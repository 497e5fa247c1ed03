//! Error types for kwik-resolver

use std::fmt;
use thiserror::Error;

/// Main error type for a single resolution
#[derive(Debug, Error)]
pub enum ResolveError {
    #[error("Invalid embed URL: {0}")]
    InvalidUrl(String),

    #[error("HTTP client setup failed: {0}")]
    Client(#[source] reqwest::Error),

    #[error("Failed to fetch {stage}: {cause}")]
    Fetch {
        stage: FetchStage,
        #[source]
        cause: FetchCause,
    },

    #[error("{}", .stage.message())]
    Parse { stage: ParseStage },

    #[error("Decode error: {0}")]
    Decode(#[from] DecodeError),

    #[error("302 redirect received but Location header was unusable ({reason})")]
    Redirect { reason: RedirectReason },

    #[error("Bypass failed. Expected 302, got {status}")]
    Bypass { status: u16 },
}

impl ResolveError {
    /// Build a fetch error from a transport failure
    pub fn fetch(stage: FetchStage, error: reqwest::Error) -> Self {
        ResolveError::Fetch {
            stage,
            cause: FetchCause::from(error),
        }
    }

    /// Stable machine-readable tag for this error kind
    pub fn kind(&self) -> &'static str {
        match self {
            ResolveError::InvalidUrl(_) => "invalid-url",
            ResolveError::Client(_) => "client",
            ResolveError::Fetch { .. } => "fetch",
            ResolveError::Parse { .. } => "parse",
            ResolveError::Decode(_) => "decode",
            ResolveError::Redirect { .. } => "redirect",
            ResolveError::Bypass { .. } => "bypass",
        }
    }

    /// Check if error suggests the target site changed its page format
    pub fn is_site_change(&self) -> bool {
        matches!(
            self,
            ResolveError::Parse { .. } | ResolveError::Decode(_) | ResolveError::Redirect { .. }
        )
    }

    /// Check if error is a network timeout
    pub fn is_timeout(&self) -> bool {
        matches!(
            self,
            ResolveError::Fetch {
                cause: FetchCause::Timeout,
                ..
            }
        )
    }
}

/// Network call that failed
#[derive(Debug, Clone, Copy, PartialEq, Eq)]
pub enum FetchStage {
    /// Initial GET of the embed page
    Page,
    /// POST to the hidden form action
    Bypass,
}

impl fmt::Display for FetchStage {
    fn fmt(&self, f: &mut fmt::Formatter<'_>) -> fmt::Result {
        match self {
            FetchStage::Page => write!(f, "page"),
            FetchStage::Bypass => write!(f, "bypass"),
        }
    }
}

/// Why a network call failed
#[derive(Debug, Error)]
pub enum FetchCause {
    #[error("timed out")]
    Timeout,

    #[error("status {0}")]
    Status(u16),

    #[error(transparent)]
    Transport(reqwest::Error),
}

impl From<reqwest::Error> for FetchCause {
    fn from(error: reqwest::Error) -> Self {
        if error.is_timeout() {
            FetchCause::Timeout
        } else {
            FetchCause::Transport(error)
        }
    }
}

/// Markup that did not contain the expected pattern
#[derive(Debug, Clone, Copy, PartialEq, Eq)]
pub enum ParseStage {
    /// Packed call arguments in the embed page
    Payload,
    /// Action URL and token in the decoded form
    Form,
}

impl ParseStage {
    fn message(&self) -> &'static str {
        match self {
            ParseStage::Payload => {
                "Obfuscated payload parameters not found; the site structure might have changed"
            }
            ParseStage::Form => "Failed to extract hidden form action or token",
        }
    }
}

impl fmt::Display for ParseStage {
    fn fmt(&self, f: &mut fmt::Formatter<'_>) -> fmt::Result {
        match self {
            ParseStage::Payload => write!(f, "payload"),
            ParseStage::Form => write!(f, "form"),
        }
    }
}

/// Problem with the Location header of a 302 response
#[derive(Debug, Clone, Copy, PartialEq, Eq)]
pub enum RedirectReason {
    MissingLocation,
    InvalidLocation,
}

impl fmt::Display for RedirectReason {
    fn fmt(&self, f: &mut fmt::Formatter<'_>) -> fmt::Result {
        match self {
            RedirectReason::MissingLocation => write!(f, "missing-location"),
            RedirectReason::InvalidLocation => write!(f, "invalid-location"),
        }
    }
}

/// Packed string decoding failures
#[derive(Debug, Clone, PartialEq, Eq, Error)]
pub enum DecodeError {
    #[error("base {base} is out of range for an alphabet of {len} characters")]
    InvalidBase { base: u32, len: usize },

    #[error("segment {index} overflows the numeral range")]
    Overflow { index: usize },

    #[error("segment {index} yields invalid character code {code}")]
    InvalidCharCode { index: usize, code: i64 },
}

- - - - - - -

**Task statement**
From the data above, report how many lines include the string "Packed". The number alone will do.

**Solved problem**
2